После рождения Лизы я неожиданно для себя поняла, что хотела бы родить еще одну детку точно...

----------


## kazangi

для любого существа нормально иметь потомство, прдолжение себя... вопросом должно быть скорее - почему некоторые детей не рожают? 
у нас еще и второй не родился, а муж уже 3го загадывает...

----------


## kiara

Недавно в городе видела довольно молодую пару-визуально до 30 лет, у них 4 детей, практически погодки и пара двойняшек!
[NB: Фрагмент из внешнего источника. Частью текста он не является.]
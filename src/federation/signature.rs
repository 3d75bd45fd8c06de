//! HTTP Signatures for ActivityPub
//!
//! Implements signing and verification per:
//! https://docs.joinmastodon.org/spec/security/
//!
//! Outgoing requests always sign `(request-target) host date digest`.
//! Incoming requests are verified against headers captured at receipt,
//! so verification can run later on a queue worker.

use crate::error::{AppError, SignatureError};
use base64::{Engine, engine::general_purpose::STANDARD as BASE64};
use chrono::{DateTime, Utc};
use rsa::pkcs8::DecodePublicKey;
use rsa::signature::Verifier;
use rsa::{RsaPublicKey, pkcs1v15::Signature as Pkcs1v15Signature};
use sha2::{Digest, Sha256};
use std::collections::BTreeMap;

/// `Date` header format (RFC 7231 IMF-fixdate)
pub const HTTP_DATE_FORMAT: &str = "%a, %d %b %Y %H:%M:%S GMT";

/// Request headers captured at receipt, keyed by lower-cased name.
///
/// Repeated headers are joined with `", "`.
pub type CapturedHeaders = BTreeMap<String, String>;

/// Copy request headers into a serializable map.
pub fn capture_headers(headers: &http::HeaderMap) -> CapturedHeaders {
    let mut captured = CapturedHeaders::new();
    for (name, value) in headers {
        let Ok(value) = value.to_str() else {
            continue;
        };
        captured
            .entry(name.as_str().to_ascii_lowercase())
            .and_modify(|existing: &mut String| {
                existing.push_str(", ");
                existing.push_str(value);
            })
            .or_insert_with(|| value.to_string());
    }
    captured
}

/// Headers to add for signed request
#[derive(Debug, Clone)]
pub struct SignatureHeaders {
    /// Signature header value
    pub signature: String,
    /// Date header value
    pub date: String,
    /// Digest header value (if body present)
    pub digest: Option<String>,
}

/// Sign an HTTP request
///
/// Creates HTTP Signature header for outgoing requests.
///
/// # Arguments
/// * `method` - HTTP method (e.g., "POST")
/// * `url` - Full URL being requested
/// * `body` - Request body (for digest)
/// * `private_key_pem` - RSA private key in PKCS#8 PEM format
/// * `key_id` - Full URL to the public key (actor#main-key)
///
/// # Example
/// ```ignore
/// let headers = sign_request(
///     "POST",
///     "https://remote.server/inbox",
///     Some(&body),
///     &private_key,
///     "https://my.server/actors/me#main-key",
/// )?;
/// ```
pub fn sign_request(
    method: &str,
    url: &str,
    body: Option<&[u8]>,
    private_key_pem: &str,
    key_id: &str,
) -> Result<SignatureHeaders, AppError> {
    sign_request_at(method, url, body, private_key_pem, key_id, Utc::now())
}

/// [`sign_request`] with an explicit `Date`.
pub fn sign_request_at(
    method: &str,
    url: &str,
    body: Option<&[u8]>,
    private_key_pem: &str,
    key_id: &str,
    date: DateTime<Utc>,
) -> Result<SignatureHeaders, AppError> {
    // 1. Parse URL to get host and path
    let parsed_url =
        url::Url::parse(url).map_err(|e| AppError::Validation(format!("Invalid URL: {}", e)))?;

    let host = request_host(&parsed_url)
        .ok_or_else(|| AppError::Validation("Missing host in URL".to_string()))?;

    let path_and_query = match parsed_url.query() {
        Some(query) => format!("{}?{}", parsed_url.path(), query),
        None => parsed_url.path().to_string(),
    };

    let date = date.format(HTTP_DATE_FORMAT).to_string();
    let digest = body.map(generate_digest);

    // 2. Build signing string
    let mut signing_parts = vec![
        format!(
            "(request-target): {} {}",
            method.to_lowercase(),
            path_and_query
        ),
        format!("host: {}", host),
        format!("date: {}", date),
    ];
    let mut headers_list = vec!["(request-target)", "host", "date"];

    if let Some(ref digest_value) = digest {
        signing_parts.push(format!("digest: {}", digest_value));
        headers_list.push("digest");
    }

    let signing_string = signing_parts.join("\n");

    // 3. Sign with RSA-SHA256
    use rsa::pkcs8::DecodePrivateKey;
    use rsa::signature::{RandomizedSigner, SignatureEncoding};

    let private_key = rsa::RsaPrivateKey::from_pkcs8_pem(private_key_pem)
        .map_err(|e| SignatureError::InvalidKey(format!("private key: {}", e)))?;

    let signing_key = rsa::pkcs1v15::SigningKey::<Sha256>::new_unprefixed(private_key);
    let mut rng = rand::thread_rng();
    let signature = signing_key.sign_with_rng(&mut rng, signing_string.as_bytes());
    let signature_b64 = BASE64.encode(signature.to_bytes());

    // 4. Build Signature header
    let signature_header = format!(
        "keyId=\"{}\",algorithm=\"rsa-sha256\",headers=\"{}\",signature=\"{}\"",
        key_id,
        headers_list.join(" "),
        signature_b64
    );

    Ok(SignatureHeaders {
        signature: signature_header,
        date,
        digest,
    })
}

/// `host` as it appears in the Host header (port kept when non-default).
fn request_host(url: &url::Url) -> Option<String> {
    let host = url.host_str()?;
    Some(match url.port() {
        Some(port) => format!("{}:{}", host, port),
        None => host.to_string(),
    })
}

/// Everything a verifier needs about a received request.
#[derive(Debug, Clone, Copy)]
pub struct SignedRequest<'a> {
    pub method: &'a str,
    /// Path and query as received
    pub path: &'a str,
    pub headers: &'a CapturedHeaders,
    /// Digest computed from the raw body bytes, if a body was received
    pub body_digest: Option<&'a str>,
}

impl SignedRequest<'_> {
    fn header(&self, name: &'static str) -> Result<&str, SignatureError> {
        self.headers
            .get(name)
            .map(String::as_str)
            .ok_or(SignatureError::MissingHeader(name))
    }
}

/// Verify an HTTP request signature
///
/// # Arguments
/// * `request` - Captured request data
/// * `public_key_pem` - RSA public key in SPKI PEM format
/// * `now` - Verification time
/// * `max_skew_seconds` - Accepted distance between `Date` and `now`
///
/// # Errors
/// A [`SignatureError`] naming the failed check. The `Digest` header is
/// compared against `request.body_digest` before the signature itself,
/// and the date window is enforced even when the signature is valid.
pub fn verify_signature(
    request: &SignedRequest<'_>,
    public_key_pem: &str,
    now: DateTime<Utc>,
    max_skew_seconds: i64,
) -> Result<(), SignatureError> {
    // 1. Parse Signature header
    let parsed = parse_signature_header(request.header("signature")?)?;

    // 2. Validate algorithm and required signed headers.
    if !parsed.algorithm.eq_ignore_ascii_case("rsa-sha256")
        && !parsed.algorithm.eq_ignore_ascii_case("hs2019")
    {
        return Err(SignatureError::UnsupportedAlgorithm(parsed.algorithm));
    }

    for required in ["(request-target)", "host", "date"] {
        if !parsed.headers.iter().any(|h| h == required) {
            return Err(SignatureError::UnsignedHeader(required));
        }
    }

    if request.body_digest.is_some() && !parsed.headers.iter().any(|h| h == "digest") {
        return Err(SignatureError::UnsignedHeader("digest"));
    }

    // 3. Verify Date is inside the window.
    let date = DateTime::parse_from_rfc2822(request.header("date")?)
        .map_err(|_| SignatureError::Malformed("invalid Date header".to_string()))?;
    let skew_seconds = now.timestamp() - date.timestamp();
    if skew_seconds.abs() > max_skew_seconds {
        return Err(SignatureError::StaleDate { skew_seconds });
    }

    // 4. If body present, bind the Digest header to the received bytes.
    if let Some(body_digest) = request.body_digest {
        if !digest_header_matches(request.header("digest")?, body_digest) {
            return Err(SignatureError::DigestMismatch);
        }
    }

    // 5. Reconstruct signing string.
    let mut signing_parts = Vec::with_capacity(parsed.headers.len());
    for header_name in &parsed.headers {
        let value = match header_name.as_str() {
            "(request-target)" => format!("{} {}", request.method.to_lowercase(), request.path),
            name => request
                .headers
                .get(name)
                .cloned()
                .ok_or_else(|| SignatureError::Malformed(format!("signed header {name} absent")))?,
        };
        signing_parts.push(format!("{}: {}", header_name, value));
    }
    let signing_string = signing_parts.join("\n");

    // 6. Verify RSA signature.
    let signature_bytes = BASE64
        .decode(&parsed.signature)
        .map_err(|_| SignatureError::Malformed("signature is not base64".to_string()))?;

    let public_key = RsaPublicKey::from_public_key_pem(public_key_pem)
        .map_err(|e| SignatureError::InvalidKey(e.to_string()))?;

    let verifier = rsa::pkcs1v15::VerifyingKey::<Sha256>::new_unprefixed(public_key);

    let signature = Pkcs1v15Signature::try_from(signature_bytes.as_slice())
        .map_err(|_| SignatureError::BadSignature)?;

    verifier
        .verify(signing_string.as_bytes(), &signature)
        .map_err(|_| SignatureError::BadSignature)
}

/// Whether a `Digest` header carries `expected` among its entries.
///
/// Accepts `SHA-256=...` alone or in a comma-separated list with other
/// algorithms; the algorithm name is case-insensitive.
pub fn digest_header_matches(header_value: &str, expected: &str) -> bool {
    let Some((_, expected_hash)) = expected.split_once('=') else {
        return false;
    };
    header_value.split(',').any(|entry| {
        entry
            .trim()
            .split_once('=')
            .is_some_and(|(algorithm, hash)| {
                algorithm.eq_ignore_ascii_case("sha-256") && hash == expected_hash
            })
    })
}

/// Extract keyId from captured headers.
pub fn extract_signature_key_id(headers: &CapturedHeaders) -> Result<String, SignatureError> {
    let signature_header = headers
        .get("signature")
        .ok_or(SignatureError::MissingHeader("signature"))?;

    Ok(parse_signature_header(signature_header)?.key_id)
}

/// Validate that signature keyId points to the same actor as the activity actor.
pub fn key_id_matches_actor(key_id: &str, actor_id: &str) -> bool {
    let key_actor = key_id.split('#').next().unwrap_or(key_id);
    let actor = actor_id.split('#').next().unwrap_or(actor_id);
    key_actor == actor
}

/// Parsed Signature header
#[derive(Debug, Clone)]
pub struct ParsedSignature {
    /// Key ID (URL to public key)
    pub key_id: String,
    /// Algorithm (usually rsa-sha256)
    pub algorithm: String,
    /// Signed header names
    pub headers: Vec<String>,
    /// Base64-encoded signature
    pub signature: String,
}

/// Parse Signature header value
///
/// # Format
/// ```text
/// keyId="...",algorithm="...",headers="...",signature="..."
/// ```
/// `algorithm` defaults to `hs2019` and `headers` to `date` when absent.
pub fn parse_signature_header(header: &str) -> Result<ParsedSignature, SignatureError> {
    let mut key_id = None;
    let mut algorithm = None;
    let mut headers = None;
    let mut signature = None;

    for part in header.split(',') {
        let part = part.trim();
        if let Some((key, value)) = part.split_once('=') {
            let value = value.trim().trim_matches('"');

            match key.trim() {
                "keyId" => key_id = Some(value.to_string()),
                "algorithm" => algorithm = Some(value.to_string()),
                "headers" => {
                    headers = Some(
                        value
                            .split_whitespace()
                            .map(|s| s.to_ascii_lowercase())
                            .collect(),
                    )
                }
                "signature" => signature = Some(value.to_string()),
                _ => {}
            }
        }
    }

    Ok(ParsedSignature {
        key_id: key_id.ok_or_else(|| SignatureError::Malformed("missing keyId".to_string()))?,
        algorithm: algorithm.unwrap_or_else(|| "hs2019".to_string()),
        headers: headers.unwrap_or_else(|| vec!["date".to_string()]),
        signature: signature
            .ok_or_else(|| SignatureError::Malformed("missing signature".to_string()))?,
    })
}

/// Generate SHA-256 digest for body
///
/// # Returns
/// `SHA-256=base64(hash)`
pub fn generate_digest(body: &[u8]) -> String {
    let mut hasher = Sha256::new();
    hasher.update(body);
    let hash = hasher.finalize();
    format!("SHA-256={}", BASE64.encode(hash))
}

/// Generate an RSA key pair.
///
/// # Returns
/// `(private PKCS#8 PEM, public SPKI PEM)`
pub fn generate_key_pair(bits: usize) -> Result<(String, String), AppError> {
    use rsa::pkcs8::{EncodePrivateKey, EncodePublicKey, LineEnding};

    let mut rng = rand::thread_rng();
    let private_key = rsa::RsaPrivateKey::new(&mut rng, bits)
        .map_err(|e| AppError::Internal(anyhow::anyhow!("RSA key generation failed: {}", e)))?;
    let public_key = RsaPublicKey::from(&private_key);

    let private_key_pem = private_key
        .to_pkcs8_pem(LineEnding::LF)
        .map_err(|e| AppError::Internal(anyhow::anyhow!("PEM encoding failed: {}", e)))?
        .to_string();
    let public_key_pem = public_key
        .to_public_key_pem(LineEnding::LF)
        .map_err(|e| AppError::Internal(anyhow::anyhow!("PEM encoding failed: {}", e)))?;

    Ok((private_key_pem, public_key_pem))
}
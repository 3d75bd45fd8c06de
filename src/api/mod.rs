//! API layer
//!
//! HTTP handlers for:
//! - ActivityPub (actor documents, inboxes)
//! - Admin API
//! - Metrics (Prometheus)

mod activitypub;
mod admin;
pub mod metrics;

pub use activitypub::activitypub_router;
pub use admin::{DeliveryView, admin_router};
pub use metrics::metrics_router;

/// Largest inbox body accepted
pub const MAX_ACTIVITY_BODY_BYTES: usize = 1024 * 1024;
//! Inbound dispatcher
//!
//! Turns a raw inbox POST into an [`InboundEnvelope`] and enqueues it.
//! Nothing here trusts the sender: signatures are checked when the
//! envelope is processed, with the headers captured at receipt.

use serde_json::Value;
use std::sync::Arc;

use super::activity::{InboundEnvelope, InboxVariant, validate_structure};
use super::processor::type_label;
use super::queue::{EnqueueReceipt, JobReport, NewJob, QueueName, TaskQueue};
use super::signature::{capture_headers, generate_digest};
use crate::data::Database;
use crate::error::AppError;
use crate::metrics::ACTIVITIES_RECEIVED;

/// Request line and headers of an inbox POST
#[derive(Debug, Clone, Copy)]
pub struct InboxRequest<'a> {
    pub method: &'a str,
    /// Path and query as received
    pub path: &'a str,
    pub headers: &'a http::HeaderMap,
}

/// What happened to a received payload
#[derive(Debug, Clone, PartialEq, Eq)]
pub enum InboxReceipt {
    /// Queued for a worker
    Accepted { job_id: i64 },
    /// Acknowledged and dropped without processing
    Discarded { reason: String },
    /// Processed immediately (inline queue)
    Processed(JobReport),
}

/// Accepts inbox deliveries
pub struct InboxDispatcher {
    db: Arc<Database>,
    queue: Arc<dyn TaskQueue>,
}

impl InboxDispatcher {
    pub fn new(db: Arc<Database>, queue: Arc<dyn TaskQueue>) -> Self {
        Self { db, queue }
    }

    /// Receive a raw activity for the personal inbox of `target`, or the
    /// shared inbox when `target` is None.
    ///
    /// # Errors
    /// `Validation` when the body is not JSON; storage errors while
    /// enqueueing. Structurally invalid activities are discarded, not errors.
    pub async fn receive(
        &self,
        body: &[u8],
        request: InboxRequest<'_>,
        target: Option<&str>,
    ) -> Result<InboxReceipt, AppError> {
        // 1. Parse
        let activity: Value = serde_json::from_slice(body)?;
        let activity_type = match validate_structure(&activity) {
            Ok((kind, _)) => kind.to_string(),
            Err(error) => {
                tracing::info!(error = %error, "Discarding malformed activity");
                return Ok(InboxReceipt::Discarded {
                    reason: error.to_string(),
                });
            }
        };

        // 2. Digest of the exact bytes received
        let digest = generate_digest(body);

        // 3. Inbox variant
        let (inbox, queue) = match target {
            Some(actor_name) => {
                if self
                    .db
                    .get_local_actor_by_username(actor_name)
                    .await?
                    .is_none()
                {
                    tracing::info!(actor = %actor_name, "Discarding activity for unknown recipient");
                    return Ok(InboxReceipt::Discarded {
                        reason: format!("unknown recipient {}", actor_name),
                    });
                }
                (
                    InboxVariant::Personal {
                        actor_name: actor_name.to_string(),
                    },
                    QueueName::PersonalInbox,
                )
            }
            None => (InboxVariant::Shared, QueueName::SharedInbox),
        };

        ACTIVITIES_RECEIVED
            .with_label_values(&[type_label(&activity_type), queue.as_str()])
            .inc();

        let envelope = InboundEnvelope {
            activity,
            headers: capture_headers(request.headers),
            digest,
            method: request.method.to_string(),
            path: request.path.to_string(),
            inbox,
            received_at: chrono::Utc::now(),
        };

        tracing::debug!(
            activity_id = %envelope.activity_id(),
            activity_type = %activity_type,
            queue = queue.as_str(),
            "Activity received"
        );

        // 4. Enqueue
        let payload = serde_json::to_value(&envelope)?;
        match self.queue.enqueue(NewJob::new(queue, payload)).await? {
            EnqueueReceipt::Queued { job_id } => Ok(InboxReceipt::Accepted { job_id }),
            EnqueueReceipt::Completed(report) => Ok(InboxReceipt::Processed(report)),
        }
    }
}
Смотрела на них я и открыто улыбалась и восхищалась, ибо понять, что настоящая ценность человеческой жизни - это дети, после 30 лет-это нормально, а вот в более юном возрасте-это достойно уважения!!!! Хотелось прям поговорить с ними, но дело было в ТЦ, они спешили..
Однозначно я бы не сказала - зачем, вот прям причины не назову, но мой старший как то сказал, вот не было бы у нас Кузьмы - как бы мы жили?! Мама в работе, я в компе, папа - а что папа, мотался бы между нами, но лежа на диване))))))))))Скучно...и не правильно. И ведь он прав-дети это связь семейная, дети просто придают смысл нашей жизни. Можно, конечно, заботиться друг о друге, но бесконечно дарить заботу взрослому здоровому самостоятельному человеку - это эгоизм.. А дети - они просто созданы для заботы о них, для любви - дети и есть сама любовь! Их любишь безусловно и так интересно *мне по крайней мере* копаться в природе этой удивительной родительской любви, наблюдать как ребенок учится любить тебя, но уже иначе, интересно подмечать в них свои черты или черты другого родителя, их смесь и трансформацию....Дети - это еще очень увлекательно))))
А вот - еще рождение детей каждый раз меняет тебя, интересно познавать, как ты будишь меняться, что еще проснется в тебе, что откроется, а что угаснет...
А еще - дети, на мой взгляд, самые мудрые существа на планете и иметь рядом с собой парочку-троечку таких мудрецов, это значить приобрести, познать самую настоящую мудрость и истину Природы.. Бесплатно -без всяких психоаналитиков)))) Так что-это еще и выгодно))))

----------


## Ёжик

Я вспомнила одну четкую причину))) Хочу, чтобы у моих детей были братья-сестры. Сама единственный ребенок в семье, и всегда хотела брата-сестру. Да и до сих пор жалею, что "у меня братишки нет, у меня сестренки нет")))
PS. У меня подруга есть, ей 31 год и у них 4-ро детей погодок. Чудо-детки!!! и у сестры ее 4-ро!!!

----------


## yakudza

Я тоже думаю, что вообще хотеть иметь детей - это нормальный человеческий инстинкт. И если этого не хочется, тогда уже вопрос, а почему?
Мы с мужем встречались-встречались, и поняли, что пора жениться. Поженились. Полгода пожили вместе "для себя" и поняли, что себе-то немного надо, пора заводить детей. Тем более, что жить вроде есть где, чувства проверены (и мне очень нравилось, как он играет с племянницей), да и организм пока молодой - значит самое время.
Ну и поскольку у меня есть брат, а у него сестра, нам кажется гармоничной семья с двумя детьми, желательно разнополыми. Поэтому решились на второго. А без детей зачем всё? Не знаю.
Так что я вижу 3 причины:
инстинкты, стереотипы и любовь!
С появлением ребенка Любовь в семье трансформируется и умножается, и это кайф.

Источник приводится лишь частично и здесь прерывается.